SOURCE MATERIAL:
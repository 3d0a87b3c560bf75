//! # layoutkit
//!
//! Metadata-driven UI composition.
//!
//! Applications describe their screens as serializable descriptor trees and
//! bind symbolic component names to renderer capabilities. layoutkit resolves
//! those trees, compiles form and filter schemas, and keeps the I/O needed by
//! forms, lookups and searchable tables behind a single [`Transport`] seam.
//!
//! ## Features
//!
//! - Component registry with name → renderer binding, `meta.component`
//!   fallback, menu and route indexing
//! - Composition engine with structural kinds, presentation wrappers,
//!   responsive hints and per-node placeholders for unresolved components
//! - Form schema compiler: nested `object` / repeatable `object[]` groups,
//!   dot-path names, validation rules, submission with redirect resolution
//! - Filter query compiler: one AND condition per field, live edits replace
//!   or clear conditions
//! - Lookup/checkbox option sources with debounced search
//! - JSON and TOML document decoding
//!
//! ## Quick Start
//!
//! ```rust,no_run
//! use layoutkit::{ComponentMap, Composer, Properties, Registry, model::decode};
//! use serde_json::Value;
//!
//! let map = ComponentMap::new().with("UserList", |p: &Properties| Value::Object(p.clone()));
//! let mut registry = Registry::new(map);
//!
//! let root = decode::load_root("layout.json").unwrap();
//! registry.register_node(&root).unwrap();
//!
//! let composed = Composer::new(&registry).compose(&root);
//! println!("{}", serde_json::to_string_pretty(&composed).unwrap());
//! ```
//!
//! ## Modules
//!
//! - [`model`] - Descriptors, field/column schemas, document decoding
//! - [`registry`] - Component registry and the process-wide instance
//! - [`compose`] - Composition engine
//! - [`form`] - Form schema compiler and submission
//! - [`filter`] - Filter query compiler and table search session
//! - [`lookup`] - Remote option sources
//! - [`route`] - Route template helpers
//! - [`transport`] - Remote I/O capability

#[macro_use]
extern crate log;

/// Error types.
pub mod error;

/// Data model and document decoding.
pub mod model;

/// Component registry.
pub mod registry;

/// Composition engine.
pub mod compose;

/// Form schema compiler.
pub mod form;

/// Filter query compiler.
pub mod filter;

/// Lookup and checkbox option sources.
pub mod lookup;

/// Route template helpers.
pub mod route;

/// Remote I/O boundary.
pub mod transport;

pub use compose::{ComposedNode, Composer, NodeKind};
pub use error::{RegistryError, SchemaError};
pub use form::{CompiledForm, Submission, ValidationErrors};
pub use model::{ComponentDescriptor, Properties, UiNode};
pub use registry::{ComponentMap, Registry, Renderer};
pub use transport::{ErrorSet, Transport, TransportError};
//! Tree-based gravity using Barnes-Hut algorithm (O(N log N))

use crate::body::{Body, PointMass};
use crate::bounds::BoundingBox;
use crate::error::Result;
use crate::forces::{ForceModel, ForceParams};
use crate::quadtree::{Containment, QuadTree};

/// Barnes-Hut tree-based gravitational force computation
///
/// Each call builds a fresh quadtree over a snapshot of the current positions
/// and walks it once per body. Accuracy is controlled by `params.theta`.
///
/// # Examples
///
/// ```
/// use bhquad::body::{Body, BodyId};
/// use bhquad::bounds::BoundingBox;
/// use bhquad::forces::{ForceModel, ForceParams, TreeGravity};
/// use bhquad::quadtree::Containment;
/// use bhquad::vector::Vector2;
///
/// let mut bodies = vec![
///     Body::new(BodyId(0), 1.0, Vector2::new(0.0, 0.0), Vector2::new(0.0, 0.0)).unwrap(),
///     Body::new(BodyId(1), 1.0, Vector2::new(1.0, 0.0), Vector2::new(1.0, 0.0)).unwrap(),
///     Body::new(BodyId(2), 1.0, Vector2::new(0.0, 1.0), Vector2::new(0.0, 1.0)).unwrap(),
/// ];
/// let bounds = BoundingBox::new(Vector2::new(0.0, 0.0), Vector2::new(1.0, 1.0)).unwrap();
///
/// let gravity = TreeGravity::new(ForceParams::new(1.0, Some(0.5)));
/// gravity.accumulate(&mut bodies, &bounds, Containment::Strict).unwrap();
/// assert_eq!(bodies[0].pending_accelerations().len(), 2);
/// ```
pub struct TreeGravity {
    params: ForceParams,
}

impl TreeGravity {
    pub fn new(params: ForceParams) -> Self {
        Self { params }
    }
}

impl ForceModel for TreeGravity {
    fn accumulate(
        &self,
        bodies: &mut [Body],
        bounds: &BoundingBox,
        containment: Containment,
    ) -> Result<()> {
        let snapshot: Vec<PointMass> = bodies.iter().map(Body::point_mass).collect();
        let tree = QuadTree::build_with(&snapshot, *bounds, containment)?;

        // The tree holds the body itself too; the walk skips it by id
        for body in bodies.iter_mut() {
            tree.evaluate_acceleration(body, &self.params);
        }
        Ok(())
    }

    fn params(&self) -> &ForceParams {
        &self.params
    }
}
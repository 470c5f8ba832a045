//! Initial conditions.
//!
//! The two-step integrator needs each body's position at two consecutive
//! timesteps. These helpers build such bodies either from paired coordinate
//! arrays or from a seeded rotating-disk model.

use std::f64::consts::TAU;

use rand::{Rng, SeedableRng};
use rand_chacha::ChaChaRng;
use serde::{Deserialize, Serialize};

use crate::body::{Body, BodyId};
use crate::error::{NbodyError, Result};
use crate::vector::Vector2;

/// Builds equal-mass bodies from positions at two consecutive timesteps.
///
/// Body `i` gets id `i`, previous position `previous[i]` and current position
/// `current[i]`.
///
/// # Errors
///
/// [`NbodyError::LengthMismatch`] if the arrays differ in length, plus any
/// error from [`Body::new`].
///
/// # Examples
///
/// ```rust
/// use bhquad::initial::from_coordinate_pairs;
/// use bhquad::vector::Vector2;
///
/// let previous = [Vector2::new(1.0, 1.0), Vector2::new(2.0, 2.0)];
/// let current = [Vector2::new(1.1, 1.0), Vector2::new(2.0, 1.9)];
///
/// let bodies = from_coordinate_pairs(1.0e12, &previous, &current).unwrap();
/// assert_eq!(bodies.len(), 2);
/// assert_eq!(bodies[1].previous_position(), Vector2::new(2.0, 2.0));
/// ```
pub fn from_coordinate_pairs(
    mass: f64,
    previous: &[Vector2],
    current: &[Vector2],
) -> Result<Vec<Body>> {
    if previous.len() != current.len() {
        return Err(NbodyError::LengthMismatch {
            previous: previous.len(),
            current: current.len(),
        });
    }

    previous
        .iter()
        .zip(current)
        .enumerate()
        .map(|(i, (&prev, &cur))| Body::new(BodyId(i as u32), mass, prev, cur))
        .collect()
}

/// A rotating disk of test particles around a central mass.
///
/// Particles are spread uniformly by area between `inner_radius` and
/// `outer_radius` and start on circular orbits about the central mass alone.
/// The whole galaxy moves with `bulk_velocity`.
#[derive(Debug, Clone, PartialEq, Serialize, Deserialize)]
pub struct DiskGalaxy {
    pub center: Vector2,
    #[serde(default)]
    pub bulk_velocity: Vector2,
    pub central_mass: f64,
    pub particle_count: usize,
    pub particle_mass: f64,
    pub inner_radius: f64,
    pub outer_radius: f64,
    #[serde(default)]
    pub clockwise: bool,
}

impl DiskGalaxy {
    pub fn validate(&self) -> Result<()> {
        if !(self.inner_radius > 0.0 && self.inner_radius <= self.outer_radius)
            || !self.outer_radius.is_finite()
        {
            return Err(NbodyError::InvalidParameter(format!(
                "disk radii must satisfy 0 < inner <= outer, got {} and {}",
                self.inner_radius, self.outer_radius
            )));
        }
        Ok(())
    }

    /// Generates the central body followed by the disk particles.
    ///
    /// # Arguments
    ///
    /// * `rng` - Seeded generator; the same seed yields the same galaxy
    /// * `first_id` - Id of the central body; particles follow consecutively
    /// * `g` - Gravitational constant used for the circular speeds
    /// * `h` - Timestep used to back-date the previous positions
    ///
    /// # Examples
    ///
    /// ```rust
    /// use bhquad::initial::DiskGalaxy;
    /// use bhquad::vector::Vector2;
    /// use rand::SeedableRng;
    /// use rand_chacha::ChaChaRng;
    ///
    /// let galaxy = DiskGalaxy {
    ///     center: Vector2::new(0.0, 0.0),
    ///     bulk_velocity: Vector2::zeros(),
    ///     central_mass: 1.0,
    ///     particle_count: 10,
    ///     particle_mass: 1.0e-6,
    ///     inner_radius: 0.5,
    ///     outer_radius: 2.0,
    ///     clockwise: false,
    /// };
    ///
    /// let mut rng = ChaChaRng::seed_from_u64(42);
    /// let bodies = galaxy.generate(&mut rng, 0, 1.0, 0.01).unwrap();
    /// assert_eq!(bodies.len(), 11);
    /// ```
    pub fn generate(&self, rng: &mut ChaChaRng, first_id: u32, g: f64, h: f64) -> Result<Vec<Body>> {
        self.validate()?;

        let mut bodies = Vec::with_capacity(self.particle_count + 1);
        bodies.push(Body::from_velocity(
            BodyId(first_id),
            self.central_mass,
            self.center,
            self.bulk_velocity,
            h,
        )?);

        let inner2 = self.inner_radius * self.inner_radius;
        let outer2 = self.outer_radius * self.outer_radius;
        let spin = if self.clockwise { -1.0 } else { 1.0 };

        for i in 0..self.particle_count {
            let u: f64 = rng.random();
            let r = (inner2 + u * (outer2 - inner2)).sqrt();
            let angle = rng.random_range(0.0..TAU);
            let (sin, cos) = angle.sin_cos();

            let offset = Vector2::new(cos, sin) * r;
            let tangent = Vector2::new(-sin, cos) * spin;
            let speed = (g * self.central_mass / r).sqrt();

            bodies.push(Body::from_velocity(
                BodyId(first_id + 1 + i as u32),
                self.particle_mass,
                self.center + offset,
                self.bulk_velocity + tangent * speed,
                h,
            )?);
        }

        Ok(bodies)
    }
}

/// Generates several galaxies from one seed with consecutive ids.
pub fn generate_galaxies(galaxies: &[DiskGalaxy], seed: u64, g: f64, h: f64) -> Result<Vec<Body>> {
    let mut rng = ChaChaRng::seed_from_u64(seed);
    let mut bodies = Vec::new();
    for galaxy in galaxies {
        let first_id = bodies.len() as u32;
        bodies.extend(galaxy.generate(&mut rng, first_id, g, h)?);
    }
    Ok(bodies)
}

PROBLEM: In the listing above, find the line with "a central mass." and the line with "particles follow consecutively"; set down exactly those two lines and every line between them, nothing more.

ANSWER SPACE:
/// A rotating disk of test particles around a central mass.
///
/// Particles are spread uniformly by area between `inner_radius` and
/// `outer_radius` and start on circular orbits about the central mass alone.
/// The whole galaxy moves with `bulk_velocity`.
#[derive(Debug, Clone, PartialEq, Serialize, Deserialize)]
pub struct DiskGalaxy {
    pub center: Vector2,
    #[serde(default)]
    pub bulk_velocity: Vector2,
    pub central_mass: f64,
    pub particle_count: usize,
    pub particle_mass: f64,
    pub inner_radius: f64,
    pub outer_radius: f64,
    #[serde(default)]
    pub clockwise: bool,
}

impl DiskGalaxy {
    pub fn validate(&self) -> Result<()> {
        if !(self.inner_radius > 0.0 && self.inner_radius <= self.outer_radius)
            || !self.outer_radius.is_finite()
        {
            return Err(NbodyError::InvalidParameter(format!(
                "disk radii must satisfy 0 < inner <= outer, got {} and {}",
                self.inner_radius, self.outer_radius
            )));
        }
        Ok(())
    }

    /// Generates the central body followed by the disk particles.
    ///
    /// # Arguments
    ///
    /// * `rng` - Seeded generator; the same seed yields the same galaxy
    /// * `first_id` - Id of the central body; particles follow consecutively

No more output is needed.